L’éloge du plaisir intervient  dans la tirade et permet d’appréhender plus clairement ce qu’un libertin de moeurs revendique ; la femme est un objet de plaisir pour l’homme et les plaisirs de l’amour sont  un droit: « toutes les belles ont droit de nous charmer «(…) «les justes prétentions qu’elles ont  toutes sur notre cœur «. Dans cette partie de la tirade Don Juan ne parle pas seulement en son nom, il utilise le pronom nous pour généraliser son propos.

 

Ensuite son discours se concentre sur lui et à nous se substitue un je qui explique le plaisir qu’il tire de la séduction et du changement : plusieurs arguments prévalent : tout d’abord il ne peut résister à la beauté : « la beauté me ravit partout où je la trouve «, « je ne puis refuser mon cœur à tout ce que je vois d’aimable « « dès qu’un beau visage me le demande, si j’en avais dix mille, je les donnerais tous «, « des charmes inexplicables « Don Juan utilise ci un registre lyrique.

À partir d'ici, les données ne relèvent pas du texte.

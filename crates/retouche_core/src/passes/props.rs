//! Props declaration.

use oxc_ast::ast::{Expression, Program};
use oxc_span::GetSpan;

use crate::component::ComponentDescriptor;
use crate::document::ScriptDocument;
use crate::options::{PropsStyle, TransformOptions};
use crate::prop_table::build_prop_table;
use crate::synthesize::{
    props_type_alias, runtime_props_binding, typed_props_binding, PROPS_BINDING,
};

/// Declare the component's props before the wrapper.
///
/// An object literal yields a `Props` type alias plus a typed accessor; an
/// empty prop table yields nothing. Any other `props` value, or the runtime
/// style, is moved as-is into a runtime accessor.
pub fn declare_props(
    program: &Program<'_>,
    doc: &mut ScriptDocument<'_>,
    options: &TransformOptions,
) -> bool {
    let Some(descriptor) = ComponentDescriptor::locate(program) else {
        return false;
    };
    let Some(props) = descriptor.property("props") else {
        return false;
    };
    let binding = descriptor
        .setup()
        .and_then(|setup| setup.param_name(0))
        .unwrap_or(PROPS_BINDING);

    let declaration = match (&props.value, options.props_style) {
        (Expression::ObjectExpression(_), PropsStyle::Typed) => {
            let records = build_prop_table(&descriptor, doc.source());
            if records.is_empty() {
                tracing::debug!("props pass: empty prop table");
                return false;
            }
            let mut declaration = props_type_alias(&records);
            declaration.push_str(&typed_props_binding(binding, &records, options.with_defaults));
            declaration
        }
        (value, _) => runtime_props_binding(binding, &doc.slice(value.span())),
    };

    doc.insert_before(descriptor.wrapper, declaration);
    true
}

/// Whether [`declare_props`] emits TypeScript-only syntax for this program.
pub(crate) fn emits_typed_props(program: &Program<'_>, options: &TransformOptions) -> bool {
    options.props_style == PropsStyle::Typed
        && ComponentDescriptor::locate(program)
            .and_then(|descriptor| descriptor.property("props"))
            .is_some_and(|props| matches!(props.value, Expression::ObjectExpression(_)))
}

Don Juan insiste sur son incapacité à résister à la beauté, il ne fait un argument physique, au sens où il s’agit d’une loi physique : « il n’est rien qui puisse arrêter l’impétuosité de mes désirs « Don Juan se dédouane de ses responsabilités morales.

 

Son deuxième argument est d’ordre moral : l’attirance physique et le plaisir amoureux sont indépendants de la contrainte morale de la fidélité , que Don Juan refuse systématiquement ; on retrouve le refus du lien : « J’ai beau être engagé,l’amour que j’ai pour une belle n’engage point  mon âme à faire injustice aux autres « Don Juan multiplie les références à la multiplicité des femmes susceptibles d’être des objets de plaisirs : « tout ce que je vois d’aimable «, « aux autres « « si j’en avais dix mille , je les donnerais tous «. Don Juan est bien l’homme des conquêtes, l’unique ne saurait le contenter, il vit dans l’hyperbole :: « je me sens un cœur à aimer toute la terre «, « je souhaiterais qu’il t eût d’autres mondes, pou y pouvoir étendre mes conquêtes amoureuses «

 

Son troisième argument consiste dans l’explication qu’il tire de la phase de séduction ; il explique  de façon redondante combien le plaisir qu’il recherche réside dans la conquête au sens quasi militaire du terme et combien ce plaisir disparaît dès la bataille remportée : « tout le plaisir de l’amour est dans le changement « On trouve ainsi le champ lexical de la technique militaire : « on goûte une douceur extrême à réduire «, « à combattre « « qui a peine à rendre les armes «, «  à forcer pied à pied les petites résistances qu’elle nous oppose, à vaincre « « les charmes attrayants d’une conquête à faire « Enfin il n’est rien de si doux que de triompher de la résistance d’une belle personne «. Son apologie de la conquête amoureuse se conclut sur un trait d’orgueil puisqu’il se compare au plus célèbre  conquérant de l’antiquité Alexandre le Grand ( il a conquis un immense empire de la Grèce à l’Inde, il était devenu roi à 20 ans, mais il est mort à 33 ans.) «et j’ai sur ce sujet l’ambition des conquérants  qui volent de victoires en victoires «, et comme Alexandre « 

 

Après l’apologie du plaisir de la conquête amoureuse, vient naturellement, par opposition, le déplaisir de la possession : la passion ne peut pas survivre à la constance : l’inconstance est l’essence même de la passion : « Mais lorsqu’on en est maître une fois, il n’y  a plus rien à dire ni rien à souhaiter ; tout le beau de la passion est fini. «

 

Don Juan revendique donc une liberté absolue et proclame son impérieux besoin du changement.

 

Conclusion : à travers la tirade de Don Juan Molière brosse le portrait d’un libertin de mœurs :Don Juan devient le porte parole du libertinage qui se développe à l’époque :

Revendication d’une liberté absolue, apologie de la liberté de mœurs : se lier est inconcevable, en étant infidèle, Don Juan affirme sa liberté. Il est instable et insatiable, il est donc condamné à toujours recommencer son jeu de la séduction puisque celui-ci compte plus que tout. Mais dans son propos le spectateur perçoit son impossibilité à être heureux dans la durée, son instabilité déconcertante, son égocentrisme amoral. Son amoralisme sans appel et sans scrupules annonce déjà sa fin.